I’m interested in this habit of theists and – what to call them – fellow-travelers of theists. People who aren’t theists themselves, but get all riled up at ‘materialist’ positivist etc etc etc arguments, and pitch fits about them. (Not Norm, of course! This is a different subject entirely.) The habit they have is to resort to a certain kind of moral outrage, and while doing that, to distort quite thoroughly what the posito-materialists say.
The certain kind of moral outrage in question is to say (in one way or another) ‘Are you calling me stupid?’
The thought seems to go like this (I say seems because they always leave out a lot of steps, so trying to figure out how they get from where we start to where they end up is part of the subject here): X is saying there is no good reason to believe God exists. X seems to think this is true. I think this is not true. Therefore, X thinks I’m stupid. Many other people also think this is not true. Therefore, X thinks they are all stupid. Therefore, X thinks she is better than everyone else. Therefore, X is arrogant, and trying to tell everyone what to do, and will prevent theist philosophers from getting job interviews.’
Now, the problem with this, as I see it, is that it often happens in the course of discussion, that one person will think one thing and another will think something else. X will think something is true, and Y will think it is not. Is the right move then for them to accuse each other of superiority and arrogance and trying to tell everyone what to do? Sometimes, no doubt; sometimes that is just the ticket, and ends the evening on gales of friendly laughter; but always? I would have thought no.
To put it another way, it ought to be possible, among grownups, to argue for an opinion without being told, simply because one has argued for it, that one is therefore judging everyone who doesn’t agree to be one’s intellectual inferior. Why do I think that ought to be possible? Because if it’s not, all discussion that is not of the most anodyne kind will grind to a halt, and we’ll all fall over and die of boredom. Or else the people who make this argument will be revealed as self-pitying passive-aggressive whiny bedwetters, and they will wish they had left well enough alone. That would be quite a good outcome, actually. I’ll give you an example from comments here, because I found it quite striking and exemplary [I’ll put the missing spaces in, because it’s so annoying to read without them]:
It seems to me that the tenor of Ophelia’s argument which centres on the truth about religion, intellectually arrived at, and therefore necessarily exposing the falsehood of religious belief, implies that in the future a would-be candidate for a professorship in philosophy whose writings argue strongly against OB’s views, would on that basis alone, judged to be the intellectual inferior of someone holding OB’s views.

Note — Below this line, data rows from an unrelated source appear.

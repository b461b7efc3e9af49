#![forbid(unsafe_code)]

//! Recursive enclosing-circle packing of a weighted hierarchy.
//!
//! # Algorithm
//!
//! 1. **Leaf radii**: every leaf gets `r = sqrt(weight / max_leaf_weight)`,
//!    so area is proportional to weight and the largest leaf has `r = 1`
//!    whatever the input magnitude.
//! 2. **Bottom-up packing**: the positive-weight children of each container
//!    are packed with [`pack_siblings`] (largest first, ties in input order),
//!    giving child positions relative to the container center and the
//!    container radius.
//! 3. **Padding pass**: step 2 is repeated with each child radius grown by
//!    the padding expressed in unscaled units, which leaves a gap between
//!    siblings and between a child and its parent boundary.
//! 4. **Top-down placement**: the root is scaled to fill the canvas, and
//!    every child is scaled by the same factor and translated into its
//!    parent.
//!
//! # Invariants
//!
//! 1. The root is centered at `(side/2, side/2)` with radius `side/2`.
//! 2. Siblings never overlap; every child lies inside its parent.
//! 3. The padding gap is approximate: the padding pass grows the root a
//!    little, so after scaling the gap between siblings (and to the parent
//!    boundary) lands slightly under `padding`, e.g. about 2.7 to 2.9 for
//!    the default of 3.
//! 4. Zero-weight nodes (and everything below them) get `r = 0` at their
//!    parent's center.
//! 5. Identical hierarchies and sides produce bit-identical generations.

use std::collections::HashMap;
use std::ops::Range;
use std::sync::Arc;

use bubble_core::geometry::Circle;

use crate::data::DataItem;
use crate::hierarchy::Hierarchy;
use crate::siblings::pack_siblings;

// ---------------------------------------------------------------------------
// Configuration
// ---------------------------------------------------------------------------

/// Default gap between packed circles, in canvas units.
pub const DEFAULT_PADDING: f64 = 3.0;

/// Packing parameters.
#[derive(Debug, Clone, Copy, PartialEq)]
pub struct PackConfig {
    /// Gap between siblings and between a child and its parent boundary.
    pub padding: f64,
}

impl Default for PackConfig {
    fn default() -> Self {
        Self {
            padding: DEFAULT_PADDING,
        }
    }
}

impl PackConfig {
    /// Set the padding (builder). Negative or non-finite values become 0.
    #[must_use]
    pub fn padding(mut self, padding: f64) -> Self {
        self.padding = if padding.is_finite() { padding.max(0.0) } else { 0.0 };
        self
    }
}

// ---------------------------------------------------------------------------
// Generation
// ---------------------------------------------------------------------------

/// A laid-out node.
#[derive(Debug, Clone, PartialEq)]
pub struct LayoutNode {
    /// Source item, with its child list emptied.
    pub item: Arc<DataItem>,
    /// Center x in canvas coordinates.
    pub x: f64,
    /// Center y in canvas coordinates.
    pub y: f64,
    /// Radius.
    pub r: f64,
    /// Distance from the synthetic root.
    pub depth: usize,
    /// Aggregate weight.
    pub weight: f64,
    /// Parent index within the generation.
    pub parent: Option<usize>,
    /// Contiguous index range of the children within the generation.
    pub children: Range<usize>,
}

impl LayoutNode {
    /// Identity key.
    #[must_use]
    pub fn id(&self) -> &str {
        &self.item.id
    }

    /// Geometry as a circle.
    #[must_use]
    pub fn circle(&self) -> Circle {
        Circle::new(self.x, self.y, self.r)
    }

    /// Whether the node has no children.
    #[must_use]
    pub fn is_leaf(&self) -> bool {
        self.children.is_empty()
    }

    /// Whether the node is drawn: not the root and a positive radius.
    #[must_use]
    pub fn is_visible(&self) -> bool {
        self.parent.is_some() && self.r > 0.0
    }
}

/// One complete, immutable layout produced by a packing pass.
///
/// Nodes are stored breadth-first with the synthetic root at index 0.
#[derive(Debug, Clone, PartialEq)]
pub struct Generation {
    nodes: Vec<LayoutNode>,
    side: f64,
    index: HashMap<String, usize>,
}

impl Generation {
    /// A generation with no nodes at all, e.g. before the first data arrives.
    #[must_use]
    pub fn empty(side: f64) -> Self {
        Self {
            nodes: Vec::new(),
            side,
            index: HashMap::new(),
        }
    }

    /// Canvas side `D` the generation was packed into.
    #[must_use]
    pub fn side(&self) -> f64 {
        self.side
    }

    /// All nodes, root first, breadth-first.
    #[must_use]
    pub fn nodes(&self) -> &[LayoutNode] {
        &self.nodes
    }

    /// The synthetic root, if any.
    #[must_use]
    pub fn root(&self) -> Option<&LayoutNode> {
        self.nodes.first()
    }

    /// Node at `index`.
    #[must_use]
    pub fn get(&self, index: usize) -> Option<&LayoutNode> {
        self.nodes.get(index)
    }

    /// Look up a node by id. The synthetic root is not keyed.
    #[must_use]
    pub fn find(&self, id: &str) -> Option<&LayoutNode> {
        self.index.get(id).map(|&i| &self.nodes[i])
    }

    /// Index of the node with the given id.
    #[must_use]
    pub fn position(&self, id: &str) -> Option<usize> {
        self.index.get(id).copied()
    }

    /// Children of the node at `index`.
    #[must_use]
    pub fn children(&self, index: usize) -> &[LayoutNode] {
        match self.nodes.get(index) {
            Some(node) => &self.nodes[node.children.clone()],
            None => &[],
        }
    }

    /// Drawn nodes in generation order (root and zero-radius nodes skipped).
    pub fn visible(&self) -> impl Iterator<Item = &LayoutNode> {
        self.nodes.iter().filter(|n| n.is_visible())
    }

    /// Number of nodes including the root.
    #[must_use]
    pub fn len(&self) -> usize {
        self.nodes.len()
    }

    /// Whether the generation has no drawn nodes.
    #[must_use]
    pub fn is_empty(&self) -> bool {
        self.visible().next().is_none()
    }
}

// ---------------------------------------------------------------------------
// Packing
// ---------------------------------------------------------------------------

/// Lay out `hierarchy` in a square canvas of side `side`.
#[must_use]
pub fn pack(hierarchy: &Hierarchy, side: f64, config: &PackConfig) -> Generation {
    let side = if side.is_finite() { side.max(0.0) } else { 0.0 };
    let nodes = hierarchy.nodes();
    let mut circles = vec![Circle::default(); nodes.len()];

    let degenerate = side <= 0.0 || hierarchy.total_weight() <= 0.0;
    if !degenerate {
        // Radii are taken relative to the heaviest leaf so packing tolerances
        // stay meaningful at any input magnitude; `k` below undoes the scale.
        let heaviest = nodes
            .iter()
            .filter(|n| !n.is_container())
            .map(|n| n.weight)
            .fold(0.0f64, f64::max);
        let unit = heaviest.sqrt();
        for (circle, node) in circles.iter_mut().zip(nodes) {
            if !node.is_container() {
                circle.r = node.weight.sqrt() / unit;
            }
        }

        pack_children(hierarchy, &mut circles, 0.0);
        let padding = config.padding * circles[0].r / side;
        if padding > 0.0 {
            pack_children(hierarchy, &mut circles, padding);
        }

        let k = side / (2.0 * circles[0].r);
        for i in 1..nodes.len() {
            let Some(parent) = nodes[i].parent else {
                continue;
            };
            let p = circles[parent];
            let c = circles[i];
            circles[i] = Circle::new(p.x + k * c.x, p.y + k * c.y, c.r * k);
        }
        // Children were offset from the root at the origin; shift them now
        // that the root sits at the canvas center.
        for circle in circles.iter_mut().skip(1) {
            circle.x += side / 2.0;
            circle.y += side / 2.0;
        }
    } else {
        for circle in circles.iter_mut() {
            *circle = Circle::new(side / 2.0, side / 2.0, 0.0);
        }
    }
    if let Some(root) = circles.first_mut() {
        *root = Circle::new(side / 2.0, side / 2.0, side / 2.0);
    }

    let mut index = HashMap::with_capacity(nodes.len());
    let layout: Vec<LayoutNode> = nodes
        .iter()
        .zip(&circles)
        .enumerate()
        .map(|(i, (node, circle))| {
            if i > 0 {
                index.insert(node.item.id.clone(), i);
            }
            LayoutNode {
                item: Arc::clone(&node.item),
                x: circle.x,
                y: circle.y,
                r: circle.r,
                depth: node.depth,
                weight: node.weight,
                parent: node.parent,
                children: node.children.clone(),
            }
        })
        .collect();

    tracing::trace!(nodes = layout.len(), side, "packed hierarchy");

    Generation {
        nodes: layout,
        side,
        index,
    }
}

/// Bottom-up pass: pack the children of every container, leaving child
/// positions relative to their parent's center.
fn pack_children(hierarchy: &Hierarchy, circles: &mut [Circle], padding: f64) {
    let nodes = hierarchy.nodes();
    let mut order: Vec<usize> = Vec::new();
    let mut packed: Vec<Circle> = Vec::new();

    for i in (0..nodes.len()).rev() {
        let node = &nodes[i];
        if !node.is_container() {
            continue;
        }

        for child in node.children.clone() {
            circles[child].x = 0.0;
            circles[child].y = 0.0;
            if nodes[child].weight <= 0.0 {
                circles[child].r = 0.0;
            }
        }

        order.clear();
        order.extend(node.children.clone().filter(|&c| nodes[c].weight > 0.0));
        if order.is_empty() {
            circles[i].r = 0.0;
            continue;
        }
        // Stable: equal weights keep input order.
        order.sort_by(|&a, &b| nodes[b].weight.total_cmp(&nodes[a].weight));

        packed.clear();
        packed.extend(
            order
                .iter()
                .map(|&c| Circle::new(0.0, 0.0, circles[c].r + padding)),
        );
        let enclosing = pack_siblings(&mut packed);

        for (&c, p) in order.iter().zip(&packed) {
            circles[c] = Circle::new(p.x, p.y, p.r - padding);
        }
        circles[i].r = enclosing + padding;
    }
}

// ---------------------------------------------------------------------------
// Tests
// ---------------------------------------------------------------------------
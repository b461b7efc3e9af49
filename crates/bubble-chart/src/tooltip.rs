#![forbid(unsafe_code)]

//! Tooltip placement next to a highlighted bubble, and tooltip content rows.
//!
//! # Invariants
//!
//! 1. Whenever the tooltip box fits inside the container (with the margin),
//!    the placed box lies entirely within `[0, W] x [0, H]`.
//! 2. The right side is preferred; the left side is used only when the right
//!    placement would overflow and the left one starts at `x >= 0`.
//! 3. Placement depends only on the node geometry, so it must be recomputed
//!    after every layout change even when the target id is unchanged.
//!
//! # Failure Modes
//!
//! A box wider or taller than the container cannot fit; the fallback still
//! anchors it to the right/bottom edge, which may yield a negative offset.

use bubble_core::geometry::{Circle, Size};
use bubble_layout::DataItem;
use serde::{Deserialize, Serialize};
use serde_json::Value;

// ---------------------------------------------------------------------------
// Placement
// ---------------------------------------------------------------------------

/// Which side of the node the tooltip sits on.
#[derive(Debug, Clone, Copy, PartialEq, Eq, Hash)]
pub enum Side {
    /// Left of the node; a pointer arrow would face right.
    Left,
    /// Right of the node (or clamped to the container's right edge).
    Right,
}

/// Resolved tooltip box position, in container coordinates.
#[derive(Debug, Clone, Copy, PartialEq)]
pub struct TooltipPlacement {
    /// Distance of the box's top edge from the container top.
    pub top: f64,
    /// Distance of the box's left edge from the container left.
    pub left: f64,
    /// Side branch taken.
    pub side: Side,
    /// Neither side fit; the box was pushed against the right edge.
    pub clamped: bool,
}

/// Place a `tooltip`-sized box next to `node` inside `container`.
#[must_use]
pub fn position_tooltip(
    node: &Circle,
    container: Size,
    tooltip: Size,
    margin: f64,
) -> TooltipPlacement {
    let mut top = node.y - tooltip.height / 2.0;
    if top < 0.0 {
        top = margin;
    } else if top + tooltip.height > container.height {
        top = container.height - tooltip.height - margin;
    }

    let right = node.x + node.r + margin;
    let left = node.x - node.r - tooltip.width - margin;
    let (left, side, clamped) = if right + tooltip.width <= container.width {
        (right, Side::Right, false)
    } else if left >= 0.0 {
        (left, Side::Left, false)
    } else {
        (container.width - tooltip.width - margin, Side::Right, true)
    };

    TooltipPlacement {
        top,
        left,
        side,
        clamped,
    }
}

// ---------------------------------------------------------------------------
// Content
// ---------------------------------------------------------------------------

/// One configured tooltip line: a bare property name or a styled row.
#[derive(Debug, Clone, PartialEq, Eq, Serialize, Deserialize)]
#[serde(untagged)]
pub enum TooltipProp {
    /// Property name; also used as the row label.
    Name(String),
    /// Property with a style class and optional display label.
    Styled {
        /// Style class applied to the row by the renderer.
        css: String,
        /// Property name looked up on the item.
        prop: String,
        /// Row label; defaults to `prop`.
        #[serde(default, skip_serializing_if = "Option::is_none")]
        display: Option<String>,
    },
}

impl TooltipProp {
    /// Property name looked up on the item.
    #[must_use]
    pub fn prop(&self) -> &str {
        match self {
            Self::Name(prop) | Self::Styled { prop, .. } => prop,
        }
    }

    /// Row label.
    #[must_use]
    pub fn label(&self) -> &str {
        match self {
            Self::Name(prop) => prop,
            Self::Styled { prop, display, .. } => display.as_deref().unwrap_or(prop),
        }
    }

    /// Style class, if any.
    #[must_use]
    pub fn css(&self) -> Option<&str> {
        match self {
            Self::Name(_) => None,
            Self::Styled { css, .. } => Some(css),
        }
    }
}

impl From<&str> for TooltipProp {
    fn from(prop: &str) -> Self {
        Self::Name(prop.to_string())
    }
}

/// A resolved tooltip line.
#[derive(Debug, Clone, PartialEq, Eq)]
pub struct TooltipRow {
    /// Style class, if configured.
    pub css: Option<String>,
    /// Row label.
    pub label: String,
    /// Formatted property value.
    pub value: String,
}

/// Resolve `props` against `item`. Props the item does not carry are skipped.
#[must_use]
pub fn tooltip_rows(item: &DataItem, props: &[TooltipProp]) -> Vec<TooltipRow> {
    props
        .iter()
        .filter_map(|p| {
            let value = item.get(p.prop())?;
            Some(TooltipRow {
                css: p.css().map(str::to_string),
                label: p.label().to_string(),
                value: format_value(&value),
            })
        })
        .collect()
}

fn format_value(value: &Value) -> String {
    match value {
        Value::String(s) => s.clone(),
        Value::Null => String::new(),
        other => other.to_string(),
    }
}

// ---------------------------------------------------------------------------
// State
// ---------------------------------------------------------------------------

/// Current tooltip: target, box size, resolved placement, and content.
#[derive(Debug, Clone, PartialEq, Default)]
pub struct TooltipState {
    /// Highlighted id, kept even while the tooltip is hidden.
    pub target: Option<String>,
    /// Size of the tooltip box as measured by the host.
    pub size: Size,
    /// Placement for the target's current geometry.
    pub placement: Option<TooltipPlacement>,
    /// Content rows for the target.
    pub rows: Vec<TooltipRow>,
}

impl TooltipState {
    /// Whether the tooltip should be drawn.
    #[must_use]
    pub fn is_visible(&self) -> bool {
        self.target.is_some() && self.placement.is_some()
    }
}

// ---------------------------------------------------------------------------
// Tests
// ---------------------------------------------------------------------------
#![forbid(unsafe_code)]

//! Style: colors, quantize scales, and the fill/text color quantizer.

pub mod color;
pub mod legend;
pub mod quantizer;
pub mod scale;

pub use color::{Color, Rgb};
pub use legend::{DEFAULT_PALETTE, DEFAULT_TEXT_COLOR, LegendEntry, LegendItem};
pub use quantizer::{ColorQuantizer, NodeColors};
pub use scale::{Domain, QuantizeScale};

See – the trouble with that is that it just boils down to saying X shouldn’t try to figure out the truth about religion, intellectually, and expose the [possible] falsehood of religious belief, because – that implies that in the future anyone who writes the opposite would be judged (by whom? when? how?) X’s intellectual inferior. I think the ludicrousness of that is obvious enough that I won’t bother to elaborate on it.
But it’s interesting, because symptomatic. That is of course what the O’Reilly-Limbaugh crowd (and the Pat Robertson crowd, and the similar crowds) are doing when they bark and gibber about elitists sneering at people of faith. It’s a moral blackmail move, and unfortunately, it works all too well. So it’s worth being presented with a particularly blunt and blatant example of it, so that we can see what it amounts to.